We suggest taking withdrawals from your retirement plans only as an absolute last resort. Recently, Christine Benz at Morningstar published ten sources of cash to use before raiding your retirement accounts.  

Please discuss your best options with us at Propel Financial Advisors – we are here to help you make these decisions.

If it is necessary to take early withdrawals, here are the details:

The 10% tax penalty for distributions from a retirement plan prior to age 59½ will be waived for withdrawals up to $100,000 in 2020 for people who are impacted by COVID-19 (e.g., sickness, layoff, furlough, reduced work hours, etc.). The income tax owed on such distributions can be paid over three years. Those distributions can be re-contributed to an eligible retirement plan within three years, and this contribution won’t count toward the annual cap on contributions.

On taking a loan against a qualified plan, participants in qualified plans such as a 401(k) who are impacted by COVID-19 may borrow 100% of their vested account balances, up to a maximum of $100,000, until September 23, 2020. In addition, participants who have existing loans will be allowed to delay their loan repayments by up to one year.

4. Deadline extended for 2019 federal taxes and IRA contributions

Although not part of the CARES Act, it happened shortly before the bill was enacted and is a significant development.
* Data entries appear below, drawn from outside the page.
//! Clock-time helpers for `HH:MM` working-hours fields.
//!
//! Provider working hours are configured as 24h `HH:MM` strings; slot
//! arithmetic happens in minutes since midnight.

use chrono::{NaiveTime, Timelike};
use thiserror::Error;

/// Error parsing an `HH:MM` clock time.
#[derive(Debug, Error, PartialEq, Eq)]
#[error("Invalid clock time {input:?}, expected HH:MM (24h)")]
pub struct ClockTimeError {
    /// The rejected input.
    pub input: String,
}

/// Parses a 24h `HH:MM` string into a [`NaiveTime`].
pub fn parse_hhmm(s: &str) -> Result<NaiveTime, ClockTimeError> {
    NaiveTime::parse_from_str(s, "%H:%M").map_err(|_| ClockTimeError {
        input: s.to_string(),
    })
}

/// Returns the minute-of-day (0..=1439) for a clock time.
///
/// Seconds are discarded; working-hours fields are whole-minute times.
#[must_use]
pub fn minute_of_day(time: NaiveTime) -> u32 {
    time.hour() * 60 + time.minute()
}

#[cfg(test)]
mod tests {
    use super::*;
    use rstest::rstest;

    #[rstest]
    #[case("09:00", 9 * 60)]
    #[case("00:00", 0)]
    #[case("23:59", 23 * 60 + 59)]
    #[case("13:30", 13 * 60 + 30)]
    fn test_parse_and_minute_of_day(#[case] input: &str, #[case] expected: u32) {
        let time = parse_hhmm(input).unwrap();
        assert_eq!(minute_of_day(time), expected);
    }

    #[rstest]
    #[case("9am")]
    #[case("25:00")]
    #[case("12:60")]
    #[case("")]
    fn test_parse_rejects_bad_input(#[case] input: &str) {
        assert!(parse_hhmm(input).is_err());
    }
}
The deadline for filing 2019 federal taxes and submitting tax payments, as well as the deadline for making 2019 IRA contributions, has been extended to July 15, 2020. Some states have also pushed back their tax filing deadlines to July 15, but some states haven’t yet done so; be sure to check your state’s tax filing deadline to ensure timely filing. 
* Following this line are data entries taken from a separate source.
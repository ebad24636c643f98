//! Shared types and configuration for Fixora.
//!
//! This crate provides common types used across all other crates:
//! - Typed IDs for type-safe entity references
//! - Clock-time helpers for `HH:MM` working-hours fields
//! - Configuration management

pub mod config;
pub mod types;

pub use config::AppConfig;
As of this writing, 37 states have extended their deadline to July 15.   A recent listing of state deadlines can be found here.

5. Enhanced unemployment benefits and categories

People who are eligible to collect unemployment in their state will get an extra $600 a week in benefits for up to four months. 

Additionally, the CARES Act allows coverage for those not traditionally covered by unemployment, including self-employed and independent contractors. For example, New York provides unemployment benefits to many categories of people affected by the coronavirus pandemic.   Illinois provides an FAQ to determine if you’re qualified. Tennessee offers guidance here.

6. Zero percent interest rates on federal student loans

The zero percent loan rate applies to federal student loans owned by the Department of Education between March 13 and September 30, 2020. In addition, no payments are required during this time period.

Assuming you are in a position to do so, continue to make your regular payments on your student loans as 100% of your payment during this time period will go towards paying down the principal of your loan.  This reduces your overall interest payments and ultimately allows you to pay down the loan faster.